- Opening Delimiter -

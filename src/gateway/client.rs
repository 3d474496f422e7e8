//! HTTP client for the external payment gateway.

use failsafe::futures::CircuitBreaker as FuturesCircuitBreaker;
use failsafe::{Config, Error as FailsafeError, StateMachine, backoff, failure_policy};
use reqwest::Client;
use serde::de::DeserializeOwned;
use serde::{Deserialize, Serialize};
use std::time::Duration;
use thiserror::Error;

use crate::gateway::signature;

#[derive(Error, Debug)]
pub enum GatewayError {
    #[error("HTTP request failed: {0}")]
    Transport(#[from] reqwest::Error),
    #[error("gateway returned HTTP {0}")]
    Status(u16),
    #[error("gateway rejected the request: {0}")]
    Rejected(String),
    #[error("invalid response from gateway: {0}")]
    InvalidResponse(String),
    #[error("circuit breaker open: {0}")]
    CircuitOpen(String),
}

/// Transaction-creation request before signing. The client computes the
/// signature from its own credentials.
#[derive(Debug, Clone)]
pub struct TransactionDraft {
    pub method: String,
    pub merchant_ref: String,
    pub amount: i64,
    pub customer_name: String,
    pub customer_email: String,
    pub customer_phone: Option<String>,
    pub order_items: Vec<OrderItem>,
    pub return_url: String,
    pub expired_time: i64,
}

#[derive(Debug, Clone, Serialize)]
pub struct OrderItem {
    pub sku: String,
    pub name: String,
    pub price: i64,
    pub quantity: i64,
}

#[derive(Serialize)]
struct CreateTransactionBody {
    method: String,
    merchant_ref: String,
    amount: i64,
    customer_name: String,
    customer_email: String,
    customer_phone: Option<String>,
    order_items: Vec<OrderItem>,
    return_url: String,
    expired_time: i64,
    signature: String,
}

/// Remote transaction state as reported by the gateway.
#[derive(Debug, Clone, Deserialize)]
pub struct GatewayTransaction {
    pub reference: String,
    pub status: String,
    pub checkout_url: Option<String>,
    pub qr_url: Option<String>,
    pub pay_code: Option<String>,
    pub expired_time: Option<i64>,
}

/// A payment channel descriptor from the gateway's live list.
#[derive(Debug, Clone, Serialize, Deserialize)]
pub struct ChannelDescriptor {
    pub code: String,
    pub name: String,
    #[serde(default)]
    pub group: String,
    #[serde(default)]
    pub fee_flat: i64,
    #[serde(default)]
    pub fee_percent: f64,
    pub minimum_fee: Option<i64>,
    pub maximum_fee: Option<i64>,
    pub icon_url: Option<String>,
    #[serde(default = "default_active")]
    pub active: bool,
}

fn default_active() -> bool {
    true
}

#[derive(Deserialize)]
struct Envelope<T> {
    success: bool,
    #[serde(default)]
    message: String,
    data: Option<T>,
}

/// Explicit gateway configuration, passed in at startup.
#[derive(Debug, Clone)]
pub struct GatewayConfig {
    pub base_url: String,
    pub api_key: String,
    pub merchant_code: String,
    pub private_key: String,
}

#[derive(Clone)]
pub struct GatewayClient {
    client: Client,
    config: GatewayConfig,
    circuit_breaker: StateMachine<failure_policy::ConsecutiveFailures<backoff::EqualJittered>, ()>,
}

impl GatewayClient {
    pub fn new(config: GatewayConfig) -> Self {
        let client = Client::builder()
            .timeout(Duration::from_secs(10))
            .build()
            .unwrap_or_default();

        let backoff = backoff::equal_jittered(Duration::from_secs(30), Duration::from_secs(60));
        let policy = failure_policy::consecutive_failures(5, backoff);
        let circuit_breaker = Config::new().failure_policy(policy).build();

        GatewayClient {
            client,
            config,
            circuit_breaker,
        }
    }

    pub fn merchant_code(&self) -> &str {
        &self.config.merchant_code
    }

    /// Verifies an inbound callback signature against the raw body bytes.
    pub fn verify_callback(&self, raw_body: &[u8], signature_hex: &str) -> bool {
        signature::verify_callback(raw_body, signature_hex, &self.config.private_key)
    }

    /// Creates a transaction at the gateway. Transport errors, 5xx responses
    /// and an open circuit surface as unavailability; a `success: false`
    /// body is a rejection.
    pub async fn create_transaction(
        &self,
        draft: &TransactionDraft,
    ) -> Result<GatewayTransaction, GatewayError> {
        let body = CreateTransactionBody {
            method: draft.method.clone(),
            merchant_ref: draft.merchant_ref.clone(),
            amount: draft.amount,
            customer_name: draft.customer_name.clone(),
            customer_email: draft.customer_email.clone(),
            customer_phone: draft.customer_phone.clone(),
            order_items: draft.order_items.clone(),
            return_url: draft.return_url.clone(),
            expired_time: draft.expired_time,
            signature: signature::sign_transaction(
                &self.config.merchant_code,
                &draft.merchant_ref,
                draft.amount,
                &self.config.private_key,
            ),
        };

        let url = format!(
            "{}/transaction/create",
            self.config.base_url.trim_end_matches('/')
        );
        let client = self.client.clone();
        let api_key = self.config.api_key.clone();

        let result = self
            .circuit_breaker
            .call(async move {
                let response = client
                    .post(&url)
                    .bearer_auth(&api_key)
                    .json(&body)
                    .send()
                    .await?;

                if response.status().is_server_error() {
                    return Err(GatewayError::Status(response.status().as_u16()));
                }

                Ok(response)
            })
            .await;

        let response = Self::unwrap_circuit(result)?;
        Self::parse_envelope(response).await
    }

    /// Looks up the current state of a transaction by gateway reference.
    /// Used by the client-driven poll path.
    pub async fn transaction_detail(
        &self,
        gateway_ref: &str,
    ) -> Result<GatewayTransaction, GatewayError> {
        let url = format!(
            "{}/transaction/detail",
            self.config.base_url.trim_end_matches('/')
        );
        let client = self.client.clone();
        let api_key = self.config.api_key.clone();
        let reference = gateway_ref.to_string();

        let result = self
            .circuit_breaker
            .call(async move {
                let response = client
                    .get(&url)
                    .bearer_auth(&api_key)
                    .query(&[("reference", reference.as_str())])
                    .send()
                    .await?;

                if response.status().is_server_error() {
                    return Err(GatewayError::Status(response.status().as_u16()));
                }

                Ok(response)
            })
            .await;

        let response = Self::unwrap_circuit(result)?;
        Self::parse_envelope(response).await
    }

    /// Fetches the gateway's live payment channel list. Best effort: any
    /// failure logs a warning and yields an empty list, since this feeds a
    /// cache refresh rather than a payment.
    pub async fn list_payment_channels(&self) -> Vec<ChannelDescriptor> {
        let url = format!(
            "{}/merchant/payment-channel",
            self.config.base_url.trim_end_matches('/')
        );

        let response = match self
            .client
            .get(&url)
            .bearer_auth(&self.config.api_key)
            .send()
            .await
        {
            Ok(response) => response,
            Err(e) => {
                tracing::warn!(error = %e, "payment channel list fetch failed");
                return Vec::new();
            }
        };

        match Self::parse_envelope::<Vec<ChannelDescriptor>>(response).await {
            Ok(channels) => channels,
            Err(e) => {
                tracing::warn!(error = %e, "payment channel list response invalid");
                Vec::new()
            }
        }
    }

    fn unwrap_circuit<T>(
        result: Result<T, FailsafeError<GatewayError>>,
    ) -> Result<T, GatewayError> {
        match result {
            Ok(value) => Ok(value),
            Err(FailsafeError::Rejected) => Err(GatewayError::CircuitOpen(
                "payment gateway circuit breaker is open".to_string(),
            )),
            Err(FailsafeError::Inner(e)) => Err(e),
        }
    }

    async fn parse_envelope<T: DeserializeOwned>(
        response: reqwest::Response,
    ) -> Result<T, GatewayError> {
        let envelope: Envelope<T> = response
            .json()
            .await
            .map_err(|e| GatewayError::InvalidResponse(e.to_string()))?;

        if !envelope.success {
            return Err(GatewayError::Rejected(envelope.message));
        }

        envelope
            .data
            .ok_or_else(|| GatewayError::InvalidResponse("missing data field".to_string()))
    }
}
pub mod channel_sync;
pub mod coordinator;
pub mod notifier;
//! Cards: board-aware entities and their variants.
//!
//! ## Key Types
//!
//! - `Card`: An entity with grid snapping and move validation
//! - `CardKind`: Variant tag (virus, link, enemy, exits)
//! - `CardStyle`: Fixed per-variant attributes
//! - `Side`: Which player a card belongs to
//!
//! Default placements (exits) are installed as `board.prepare` hooks via
//! [`register_default_placement`].

pub mod card;
pub mod kind;
pub mod placement;

pub use card::{Card, CardHandle, CARD_Z_ORDER};
pub use kind::{CardKind, CardStyle, Side};
pub use placement::{placement_key, register_default_exits, register_default_placement, PlacementCells};
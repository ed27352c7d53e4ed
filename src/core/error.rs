//! Error types.
//!
//! Failures that used to be silent `false` results or unguarded faults are
//! spelled out here. Boolean convenience methods (`Card::valid_move`) are
//! derived from these, so a caller only checking pass/fail sees no change.

use super::{Cell, EntityId};

/// Entity geometry errors.
#[derive(Debug, Clone, PartialEq, Eq, thiserror::Error)]
pub enum EntityError {
    /// Position or size was never set, so there is nothing to hit test.
    #[error("hit test unavailable for {entity}: position or size unset")]
    HitTestUnavailable { entity: EntityId },
}

/// Move validation errors.
#[derive(Debug, Clone, PartialEq, Eq, thiserror::Error)]
pub enum MoveError {
    /// The card has not been selected (no board position).
    #[error("no card selected")]
    NoSelection,

    /// The target is more than one orthogonal step away.
    #[error("move from {from} to {to} spans {distance} cells")]
    TooFar { from: Cell, to: Cell, distance: u32 },

    /// The cell is not on the board.
    #[error("{0} is off the board")]
    OutOfBounds(Cell),

    /// There is no card at the source cell.
    #[error("no card at {0}")]
    EmptyCell(Cell),

    /// The card at the source cell never moves.
    #[error("card at {0} is not movable")]
    Immovable(Cell),

    /// The target holds a card of the mover's own side.
    #[error("{0} holds a card of the same side")]
    OwnPiece(Cell),
}

/// Event registry errors.
#[derive(Debug, Clone, PartialEq, Eq, thiserror::Error)]
pub enum RegistryError {
    /// No handler is installed under this key.
    #[error("no handler '{key}' on topic '{topic}'")]
    UnknownHandler { topic: &'static str, key: String },

    /// Every entity ID has been issued or reserved.
    #[error("entity ids exhausted")]
    IdsExhausted,
}

/// Configuration errors.
#[derive(Debug, Clone, PartialEq, Eq, thiserror::Error)]
pub enum ConfigError {
    /// A board needs at least one cell per side.
    #[error("board needs at least one cell per side")]
    NoCells,
}
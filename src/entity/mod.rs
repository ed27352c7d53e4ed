//! Renderable, clickable entities.
//!
//! Every entity carries an [`EntityBase`] and implements [`Entity`]. Spawning
//! an entity wraps it in `Rc<RefCell<_>>` and installs a click handler keyed
//! by the entity's name. The handler holds a weak reference; once the last
//! strong handle is dropped the handler removes itself on the next dispatch.
//! [`EventRegistry::unregister_entity`] removes it right away.

mod base;
mod renderable;

use std::cell::RefCell;
use std::rc::Rc;

use crate::core::Vec2;
use crate::events::{ClickEvent, EventRegistry, HandlerStatus};
use crate::render::RenderContext;

pub use base::{ClickCallback, EntityBase, DEFAULT_HANDLE_CLICK};
pub use renderable::RenderableEntity;

/// Shared handle to a spawned entity.
pub type Shared<E> = Rc<RefCell<E>>;

/// Something that can be drawn and clicked.
pub trait Entity {
    fn base(&self) -> &EntityBase;

    fn base_mut(&mut self) -> &mut EntityBase;

    /// Render the entity. Must not change entity state.
    fn draw(&self, _ctx: &mut dyn RenderContext) {
        tracing::trace!(entity = %self.base().id, "draw not implemented");
    }

    /// Called when a click lands inside the entity.
    ///
    /// Runs while the entity is mutably borrowed. The base's click callback
    /// runs afterwards, once the borrow is released.
    fn clicked(&mut self, _mouse_pos: Vec2) {}
}

/// Wrap an entity in a shared handle and register its click handler.
pub fn spawn<E: Entity + 'static>(entity: E, registry: &mut EventRegistry) -> Shared<E> {
    registry.reserve_id(entity.base().id);
    let shared = Rc::new(RefCell::new(entity));
    register_click_handler(&shared, registry);
    shared
}

/// Install a click handler for an entity under its name.
///
/// The handler skips entities with click handling off, converts the event to
/// canvas coordinates, hit-tests, and on a hit calls [`Entity::clicked`]
/// followed by the base's [`ClickCallback`]. A handler already installed
/// under the same name is replaced.
pub fn register_click_handler<E: Entity + 'static>(entity: &Shared<E>, registry: &mut EventRegistry) {
    let key = entity.borrow().base().name.clone();
    let weak = Rc::downgrade(entity);
    let label = key.clone();

    registry.click_handlers_mut().set(
        key,
        Box::new(move |event: &ClickEvent| {
            let Some(entity) = weak.upgrade() else {
                tracing::trace!(key = %label, "entity dropped, removing click handler");
                return HandlerStatus::Remove;
            };

            let mouse_pos = event.mouse_pos();
            let callback = {
                let Ok(mut entity) = entity.try_borrow_mut() else {
                    tracing::warn!(key = %label, "entity busy, ignoring click");
                    return HandlerStatus::Keep;
                };
                if !entity.base().handle_click {
                    return HandlerStatus::Keep;
                }

                match entity.base().hit_test(mouse_pos) {
                    Ok(true) => {
                        tracing::trace!(key = %label, %mouse_pos, "entity clicked");
                        entity.clicked(mouse_pos);
                        entity.base().on_click().cloned().map(|cb| (entity.base().id, cb))
                    }
                    Ok(false) => None,
                    Err(err) => {
                        tracing::warn!(%err, "skipping click");
                        None
                    }
                }
            };

            // The entity is released here, so the callback may borrow it.
            if let Some((id, callback)) = callback {
                callback(id, mouse_pos);
            }
            HandlerStatus::Keep
        }),
    );
}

- Closing Delimiter -

- [Activity]: Working from the records above, write out verbatim only the lines from the line containing "Event registry errors." through the line containing "inside the entity.".

- [Task solution]:
/// Event registry errors.
#[derive(Debug, Clone, PartialEq, Eq, thiserror::Error)]
pub enum RegistryError {
    /// No handler is installed under this key.
    #[error("no handler '{key}' on topic '{topic}'")]
    UnknownHandler { topic: &'static str, key: String },

    /// Every entity ID has been issued or reserved.
    #[error("entity ids exhausted")]
    IdsExhausted,
}

/// Configuration errors.
#[derive(Debug, Clone, PartialEq, Eq, thiserror::Error)]
pub enum ConfigError {
    /// A board needs at least one cell per side.
    #[error("board needs at least one cell per side")]
    NoCells,
}
filename src/entity/mod.rs
repository ed27352c7d53e4ed
//! Renderable, clickable entities.
//!
//! Every entity carries an [`EntityBase`] and implements [`Entity`]. Spawning
//! an entity wraps it in `Rc<RefCell<_>>` and installs a click handler keyed
//! by the entity's name. The handler holds a weak reference; once the last
//! strong handle is dropped the handler removes itself on the next dispatch.
//! [`EventRegistry::unregister_entity`] removes it right away.

mod base;
mod renderable;

use std::cell::RefCell;
use std::rc::Rc;

use crate::core::Vec2;
use crate::events::{ClickEvent, EventRegistry, HandlerStatus};
use crate::render::RenderContext;

pub use base::{ClickCallback, EntityBase, DEFAULT_HANDLE_CLICK};
pub use renderable::RenderableEntity;

/// Shared handle to a spawned entity.
pub type Shared<E> = Rc<RefCell<E>>;

/// Something that can be drawn and clicked.
pub trait Entity {
    fn base(&self) -> &EntityBase;

    fn base_mut(&mut self) -> &mut EntityBase;

    /// Render the entity. Must not change entity state.
    fn draw(&self, _ctx: &mut dyn RenderContext) {
        tracing::trace!(entity = %self.base().id, "draw not implemented");
    }

    /// Called when a click lands inside the entity.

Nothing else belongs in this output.